Leave aside the fact that, even back in the 2004 glory days of overinflated claims for stem cells, no one seriously claimed they would soon cure Down syndrome. Leave aside, as well, the fact that the use of embryonic stem cells is what the pro-life community rejects. Leave aside, for that matter, the fact that the recent scientific breakthroughs with reprogrammed cells taken from adults have pushed much of the issue off the political table. Consider just the fact that Biden was declaring his own Catholic position on embryonic stem cells to be uncaring. As the philosopher Francis Beckwith observed of the incident, this is a man who won’t even force his beliefs on himself.
But Joe Biden – like Nancy Pelosi and other Catholic supporters of the Obama campaign – are caught in a bind that is, in many ways, even tighter this year than the one that squeezed John Kerry and his Catholic followers 4 years ago….
So what’s Joe Biden to do? What, for that matter, is any Catholic supporter of Obama to do? The ledge on which they are trying to stand is crumbling beneath their feet. Douglas Kmiec, a former legal counsel in the Reagan administration, has gotten the most publicity for his Catholic praise of the Democratic ticket. Indeed, he’s made a new career for himself out of being a Catholic Republican who supports Obama: pouring out op-eds, delivering speeches, and penning a just-released book, Can a Catholic Support Him?–Asking the Big Question About Barack Obama.
The title is a tease, as you might expect. “What’s wrong,” he writes, “is for Republican partisans to claim” that support for abortion is Obama’s position. “It’s not. Rather, Obama believes there are alternative ways to promote the ‘culture of life,’ even given the law’s sanction of abortion.” The trouble, of course, is that Obama has given little indication he believes anything of the sort, and, in the months Kmiec spent writing the book, the Democrats have systematically undermined its premise by explicitly endorsing Roe v. Wade and refusing any concessions that abortion might be even a necessary evil.
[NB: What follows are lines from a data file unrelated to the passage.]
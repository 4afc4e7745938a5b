//! End-to-end scenarios: boot a runtime, run jobs, allocate under tags and
//! check the arena afterwards.

use std::collections::HashSet;
use std::sync::atomic::{AtomicUsize, Ordering};
use std::sync::{Arc, Mutex};

use weft_runtime::{
    start, start_with_memory, HeapMemory, Job, Runtime, RuntimeConfig, Tag, BLOCK_SIZE,
};

fn config(threads: usize, budget_blocks: usize) -> RuntimeConfig {
    RuntimeConfig::builder()
        .thread_count(threads)
        .fiber_count(32)
        .fiber_stack_size(64 * 1024)
        .memory_budget(budget_blocks * BLOCK_SIZE)
        .tagged_heap_count(8)
        .job_queue_log2_capacity(12)
        .allocation_queue_log2_capacity(8)
        .application_name("scenario")
        .build()
        .unwrap()
}

fn run<F>(threads: usize, budget_blocks: usize, main: F) -> i32
where
    F: FnOnce(&Runtime) -> i32 + Send + 'static,
{
    start_with_memory(config(threads, budget_blocks), Box::new(HeapMemory::new()), main).unwrap()
}

fn counting_jobs(n: usize, counter: &Arc<AtomicUsize>) -> Vec<Job> {
    (0..n)
        .map(|_| {
            let counter = counter.clone();
            Job::new("count", move |_| {
                counter.fetch_add(1, Ordering::Relaxed);
            })
        })
        .collect()
}

#[test]
fn scenario_a_one_byte_allocation_is_block_backed() {
    let config = RuntimeConfig::builder()
        .thread_count(1)
        .fiber_count(8)
        .memory_budget(256 << 20)
        .build()
        .unwrap();

    let code = start(config, |rt| {
        let tagged = rt.tagged();
        let bitmap = tagged.blocks().bitmap();
        let free_before = bitmap.free_blocks();
        let tag = Tag::new(1000);

        let ptr = rt.alloc(tag, 1, 1).expect("one byte fits");
        let offset = tagged
            .blocks()
            .reservation()
            .offset_of(ptr.as_ptr())
            .expect("pointer inside the arena");
        let block = (offset / BLOCK_SIZE) as u32;
        assert_ne!(block, 0);
        assert!(!bitmap.is_free(block));
        unsafe { ptr.as_ptr().write(0xAB) };

        assert_eq!(rt.free(tag), 1);
        assert!(bitmap.is_free(block));
        assert_eq!(bitmap.free_blocks(), free_before);
        assert!(tagged.verify_bitmap().is_ok());
        0
    })
    .unwrap();
    assert_eq!(code, 0);
}

#[test]
fn scenario_b_thousand_jobs_one_batch() {
    for threads in [1, 2, 4] {
        let counter = Arc::new(AtomicUsize::new(0));
        let jobs_counter = counter.clone();
        let code = run(threads, 8, move |rt| {
            let chain = rt.split_work(counting_jobs(1000, &jobs_counter));
            rt.unchain(chain);
            jobs_counter.load(Ordering::Relaxed) as i32
        });
        assert_eq!(code, 1000, "threads = {}", threads);
        assert_eq!(counter.load(Ordering::Relaxed), 1000);
    }
}

#[test]
fn scenario_c_oversized_request_leaves_bitmap_unchanged() {
    let code = run(1, 16, |rt| {
        let blocks = rt.tagged().blocks();
        let free_before = blocks.bitmap().free_blocks();
        let mark_before = blocks.high_water_mark();

        assert!(rt.alloc(Tag::new(77), 32 * BLOCK_SIZE, 16).is_none());

        assert_eq!(blocks.bitmap().free_blocks(), free_before);
        assert_eq!(blocks.high_water_mark(), mark_before);
        assert!(rt.tagged().verify_bitmap().is_ok());
        0
    });
    assert_eq!(code, 0);
}

#[test]
fn scenario_c_size_near_usize_max_returns_none() {
    let code = run(1, 16, |rt| {
        let blocks = rt.tagged().blocks();
        let free_before = blocks.bitmap().free_blocks();
        let mark_before = blocks.high_water_mark();

        for size in [usize::MAX, usize::MAX - BLOCK_SIZE / 2] {
            assert!(rt.alloc(Tag::new(9), size, 8).is_none());
            assert!(rt.alloc(Tag::DRIFTER, size, 8).is_none());
        }

        assert_eq!(blocks.bitmap().free_blocks(), free_before);
        assert_eq!(blocks.high_water_mark(), mark_before);
        assert!(rt.tagged().verify_bitmap().is_ok());
        0
    });
    assert_eq!(code, 0);
}

#[test]
fn scenario_d_shared_tag_from_two_threads() {
    const PER_JOB: usize = 10_000;
    const SIZE: usize = 4096;

    let code = run(2, 64, |rt| {
        let tag = Tag::new(4242);
        let started = Arc::new(AtomicUsize::new(0));
        let threads = Arc::new(Mutex::new(HashSet::new()));
        let jobs = (0..2)
            .map(|_| {
                let started = started.clone();
                let threads = threads.clone();
                Job::new("hammer", move |rt| {
                    threads.lock().unwrap().insert(rt.thread_index());
                    // Hold this thread until the other job is running too.
                    started.fetch_add(1, Ordering::AcqRel);
                    while started.load(Ordering::Acquire) < 2 {
                        std::hint::spin_loop();
                    }
                    for _ in 0..PER_JOB {
                        let ptr = rt.alloc(tag, SIZE, 16).expect("within budget");
                        unsafe { ptr.as_ptr().write(1) };
                    }
                })
            })
            .collect();
        let chain = rt.split_work(jobs);
        rt.unchain(chain);
        assert_eq!(threads.lock().unwrap().len(), 2);

        let expected = (2 * PER_JOB * SIZE).div_ceil(BLOCK_SIZE);
        let tagged = rt.tagged();
        assert_eq!(tagged.live_allocations(tag), expected);
        assert_eq!(tagged.live_blocks() as usize, expected + 1);
        assert_eq!(tagged.verify_bitmap(), Ok(()));

        rt.free(tag);
        assert_eq!(tagged.live_blocks(), 1);
        assert_eq!(tagged.verify_bitmap(), Ok(()));
        0
    });
    assert_eq!(code, 0);
}

#[test]
fn fork_join_for_various_sizes() {
    for threads in [1, 3] {
        for n in [0, 1, 7, 64, 513] {
            let counter = Arc::new(AtomicUsize::new(0));
            let jobs_counter = counter.clone();
            let code = run(threads, 4, move |rt| {
                let chain = rt.split_work(counting_jobs(n, &jobs_counter));
                rt.unchain(chain);
                (jobs_counter.load(Ordering::Relaxed) == n) as i32
            });
            assert_eq!(code, 1, "threads = {}, n = {}", threads, n);
            assert_eq!(counter.load(Ordering::Relaxed), n);
        }
    }
}

#[test]
fn nested_batches() {
    let counter = Arc::new(AtomicUsize::new(0));
    let jobs_counter = counter.clone();
    let code = run(3, 4, move |rt| {
        let outer = (0..8)
            .map(|_| {
                let counter = jobs_counter.clone();
                Job::new("outer", move |rt| {
                    let chain = rt.split_work(counting_jobs(16, &counter));
                    rt.unchain(chain);
                })
            })
            .collect();
        let chain = rt.split_work(outer);
        rt.unchain(chain);
        0
    });
    assert_eq!(code, 0);
    assert_eq!(counter.load(Ordering::Relaxed), 8 * 16);
}

#[test]
fn single_fiber_fork_join_and_nesting() {
    for threads in [1, 3] {
        let config = RuntimeConfig::builder()
            .thread_count(threads)
            .fiber_count(1)
            .fiber_stack_size(256 * 1024)
            .memory_budget(4 * BLOCK_SIZE)
            .build()
            .unwrap();
        let counter = Arc::new(AtomicUsize::new(0));
        let jobs_counter = counter.clone();

        let code = start_with_memory(config, Box::new(HeapMemory::new()), move |rt| {
            let chain = rt.split_work(counting_jobs(50, &jobs_counter));
            rt.unchain(chain);

            let outer = (0..4)
                .map(|_| {
                    let counter = jobs_counter.clone();
                    Job::new("outer", move |rt| {
                        let chain = rt.split_work(counting_jobs(8, &counter));
                        rt.unchain(chain);
                    })
                })
                .collect();
            let chain = rt.split_work(outer);
            rt.unchain(chain);
            0
        })
        .unwrap();

        assert_eq!(code, 0, "threads = {}", threads);
        assert_eq!(counter.load(Ordering::Relaxed), 50 + 4 * 8);
    }
}

#[test]
fn panicking_job_does_not_hang_unchain() {
    let counter = Arc::new(AtomicUsize::new(0));
    let jobs_counter = counter.clone();
    let code = run(2, 4, move |rt| {
        let mut jobs = counting_jobs(10, &jobs_counter);
        jobs.push(Job::new("explode", |_| panic!("job failure")));
        let chain = rt.split_work(jobs);
        rt.unchain(chain);

        let stats = rt.stats();
        assert_eq!(stats.panicked_jobs, 1);
        assert!(stats
            .last_panic
            .as_deref()
            .is_some_and(|message| message.contains("job failure")));
        0
    });
    assert_eq!(code, 0);
    assert_eq!(counter.load(Ordering::Relaxed), 10);
}

#[test]
fn submitted_jobs_run() {
    let counter = Arc::new(AtomicUsize::new(0));
    let jobs_counter = counter.clone();
    let code = run(2, 4, move |rt| {
        rt.submit(counting_jobs(50, &jobs_counter));
        // Waiting through a batch lets this fiber yield its thread.
        while jobs_counter.load(Ordering::Relaxed) < 50 {
            let chain = rt.split_work(vec![Job::new("tick", |_| {})]);
            rt.unchain(chain);
        }
        0
    });
    assert_eq!(code, 0);
    assert_eq!(counter.load(Ordering::Relaxed), 50);
}

#[test]
fn drifter_allocations_never_alias() {
    let ranges = Arc::new(Mutex::new(Vec::new()));
    let jobs_ranges = ranges.clone();
    let code = run(4, 32, move |rt| {
        let jobs = (0..64)
            .map(|i| {
                let ranges = jobs_ranges.clone();
                Job::new("drift", move |rt| {
                    let size = 1024 + i * 97;
                    let ptr = rt.alloc(Tag::DRIFTER, size, 8).expect("within budget");
                    unsafe { ptr.as_ptr().write_bytes(i as u8, size) };
                    ranges.lock().unwrap().push((ptr.as_ptr() as usize, size, i as u8));
                })
            })
            .collect();
        let chain = rt.split_work(jobs);
        rt.unchain(chain);
        assert_eq!(rt.tagged().verify_bitmap(), Ok(()));
        rt.free(Tag::DRIFTER);
        assert_eq!(rt.tagged().live_allocations(Tag::DRIFTER), 0);
        0
    });
    assert_eq!(code, 0);

    let mut ranges = ranges.lock().unwrap().clone();
    ranges.sort_unstable();
    for pair in ranges.windows(2) {
        let (start, size, _) = pair[0];
        assert!(start + size <= pair[1].0, "drifter ranges overlap");
    }
}

#[test]
fn distinct_tags_never_alias() {
    let code = run(4, 32, |rt| {
        let seen = Arc::new(Mutex::new(HashSet::new()));
        let jobs = (0..4u64)
            .map(|t| {
                let seen = seen.clone();
                Job::new("tagged", move |rt| {
                    for _ in 0..256 {
                        let ptr = rt.alloc(Tag::new(100 + t), 8192, 64).expect("within budget");
                        assert_eq!(ptr.as_ptr() as usize % 64, 0);
                        assert!(seen.lock().unwrap().insert(ptr.as_ptr() as usize));
                    }
                })
            })
            .collect();
        let chain = rt.split_work(jobs);
        rt.unchain(chain);

        assert_eq!(rt.tagged().verify_bitmap(), Ok(()));
        for t in 0..4 {
            assert!(rt.free(Tag::new(100 + t)) > 0);
            assert_eq!(rt.free(Tag::new(100 + t)), 0);
        }
        assert_eq!(rt.tagged().bound_dynamic_heaps(), 0);
        assert_eq!(rt.tagged().live_blocks(), 1);
        0
    });
    assert_eq!(code, 0);
}
//! # Cooperative Fiber Scheduler
//!
//! Jobs, the per-thread home loop, and batch continuation.
//!
//! ## Design
//!
//! Every worker thread runs a home loop on its native stack:
//!
//! 1. resume a parked fiber whose chain is done
//! 2. otherwise take a free fiber and a queued job, bind them and switch in
//! 3. otherwise back off
//!
//! A fiber runs its job and counts it off the job's chain. If the chain is
//! still pending and another job is queued, the same fiber runs that job in
//! place instead of switching back home. A terminate job picked up this way
//! is handed back to the home loop, which stops.
//!
//! What happens to a fiber after a switch is decided by the home loop from
//! the value it yields: parked on the waiting list, or back to the free list.
//! The fiber is off its stack by then, so no other thread can resume it
//! early.
//!
//! A job waiting on a chain first runs queued jobs in place, so a batch
//! finishes even when every fiber is parked.
//!
//! Panics inside a job are caught at the fiber boundary, logged and counted;
//! the job's chain is still completed.
//!
//! ## Technical References
//!
//! - [Parallelizing the Naughty Dog engine using fibers](https://www.gdcvault.com/play/1022186)

use std::any::Any;
use std::fmt;
use std::panic::{self, AssertUnwindSafe};
use std::ptr::NonNull;
use std::sync::atomic::Ordering;

use corosensei::CoroutineResult;

use crate::chain::Chain;
use crate::fiber::{FiberExit, FiberYield, FiberYielder, INVALID_FIBER};
use crate::runtime::Runtime;
use crate::sync::Backoff;

/// A unit of work.
pub struct Job {
    work: Box<dyn FnOnce(&Runtime) + Send + 'static>,
    name: &'static str,
    pub(crate) chain: Option<Chain>,
}

impl Job {
    /// Wrap `work` as a job named `name`.
    pub fn new<F>(name: &'static str, work: F) -> Self
    where
        F: FnOnce(&Runtime) + Send + 'static,
    {
        Self {
            work: Box::new(work),
            name,
            chain: None,
        }
    }

    /// Name used in traces and panic reports.
    pub fn name(&self) -> &'static str {
        self.name
    }
}

impl fmt::Debug for Job {
    fn fmt(&self, f: &mut fmt::Formatter<'_>) -> fmt::Result {
        f.debug_struct("Job")
            .field("name", &self.name)
            .field("chain", &self.chain)
            .finish()
    }
}

/// Entry of the job queue.
pub(crate) enum Task {
    Run(Job),
    Terminate,
}

pub(crate) fn panic_message(payload: &(dyn Any + Send)) -> String {
    if let Some(message) = payload.downcast_ref::<&str>() {
        (*message).to_string()
    } else if let Some(message) = payload.downcast_ref::<String>() {
        message.clone()
    } else {
        "non-string panic payload".to_string()
    }
}

impl Runtime {
    /// Scheduler loop of worker `thread`; returns after a terminate job.
    pub(crate) fn home_loop(&self, thread: u32) {
        tracing::debug!(thread, "home loop started");
        let mut backoff = Backoff::new();

        loop {
            if let Some(fiber) = self.fibers.take_ready(&self.chains) {
                backoff.reset();
                if self.switch_to(thread, fiber) {
                    break;
                }
                continue;
            }

            if !self.jobs.is_empty() {
                if let Some(fiber) = self.fibers.claim_free() {
                    match self.jobs.dequeue() {
                        Some(Task::Run(job)) => {
                            backoff.reset();
                            self.materialize(fiber, job);
                            if self.switch_to(thread, fiber) {
                                break;
                            }
                            continue;
                        }
                        Some(Task::Terminate) => {
                            self.fibers.release_free(fiber);
                            break;
                        }
                        None => self.fibers.release_free(fiber),
                    }
                }
            }

            backoff.spin();
        }

        tracing::debug!(thread, "home loop finished");
    }

    /// Bind `job` to an owned free fiber.
    fn materialize(&self, fiber: u32, job: Job) {
        let runtime = NonNull::from(self);
        let entry = move |yielder: &FiberYielder, _thread: u32| {
            // Safety: `start` joins every worker before the runtime is
            // dropped, so it outlives all fibers.
            let runtime = unsafe { runtime.as_ref() };
            runtime.fibers.slot(fiber).set_yielder(yielder);
            runtime.fiber_main(job)
        };
        // Safety: the fiber was just taken off the free list by this thread.
        unsafe { self.fibers.slot(fiber).materialize(entry) };
        self.counters.fibers_materialized.inc();
    }

    /// Run an owned fiber until it yields or returns.
    ///
    /// Returns `true` when the home loop must stop.
    fn switch_to(&self, thread: u32, fiber: u32) -> bool {
        let current = &self.threads[thread as usize].current;
        let slot = self.fibers.slot(fiber);

        current.store(fiber, Ordering::Relaxed);
        // Safety: the fiber was taken off the free or waiting list by this
        // thread and is materialized.
        let result = unsafe { slot.resume(thread) };
        current.store(INVALID_FIBER, Ordering::Relaxed);

        match result {
            CoroutineResult::Yield(FiberYield::Wait(chain)) => {
                self.counters.fiber_suspensions.inc();
                self.fibers.park(fiber, chain);
                false
            }
            CoroutineResult::Return(exit) => {
                // Safety: the coroutine returned and the fiber is still ours.
                unsafe { slot.retire() };
                self.fibers.release_free(fiber);
                exit == FiberExit::Terminate
            }
        }
    }

    /// Body of every fiber: run the job, then keep going while its batch is
    /// unfinished and work is queued.
    fn fiber_main(&self, mut job: Job) -> FiberExit {
        loop {
            let chain = job.chain;
            self.execute(job);

            let Some(chain) = chain else {
                return FiberExit::Done;
            };
            if self.chains.is_done(chain) {
                return FiberExit::Done;
            }

            match self.jobs.dequeue() {
                Some(Task::Run(next)) => job = next,
                Some(Task::Terminate) => return FiberExit::Terminate,
                None => return FiberExit::Done,
            }
        }
    }

    fn execute(&self, job: Job) {
        let Job { work, name, chain } = job;
        tracing::trace!(job = name, "running job");

        if let Err(payload) = panic::catch_unwind(AssertUnwindSafe(|| work(self))) {
            let message = panic_message(payload.as_ref());
            tracing::error!(job = name, %message, "job panicked");
            self.counters.record_panic(format!("{}: {}", name, message));
        }

        self.counters.jobs_executed.inc();
        if let Some(chain) = chain {
            self.chains.complete_one(chain);
        }
    }

    /// Run one queued job on the caller's stack.
    ///
    /// Returns `false` when nothing runnable was queued. A terminate job is
    /// put back for a home loop to pick up.
    pub(crate) fn run_queued_job(&self) -> bool {
        match self.jobs.dequeue() {
            Some(Task::Run(job)) => {
                self.execute(job);
                true
            }
            Some(Task::Terminate) => {
                self.push_task(Task::Terminate);
                false
            }
            None => false,
        }
    }

    /// Queue one terminate job per worker thread.
    pub(crate) fn broadcast_terminate(&self) {
        for _ in 0..self.thread_count() {
            self.push_task(Task::Terminate);
        }
        tracing::debug!(threads = self.thread_count(), "shutdown requested");
    }
}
In response to it all, Nancy Pelosi and Joe Biden were reduced to the idiocy of trying to argue theology on the Sunday morning shows, and Kmiec’s claims have dwindled down to a kind of old-fashioned double-effect argument: The Republicans are so wrong about other issues, especially the Iraq war and the economy, that Catholics should vote for the Democratic party and accept the Democrats’ support for legalized abortion as an unintended consequence….
Things have tightened over the last few years, the Catholic position is firmer in the public’s mind – firmer in the Catholic mind, for that matter. McCain was a long way from the pro-lifers’ first choice for a Republican nominee, but the Democrats this election cycle are determined to force the issue. They’ve pushed, and they’ve pushed, and they’ve pushed, until Catholics are falling off the cliff. Poor Doug Kmiec and his sad question, “Can a Catholic Support Him?” As a matter of good conscience, the answer looks increasingly like no, a Catholic can’t support Obama….
This was a great column to read in its entirety.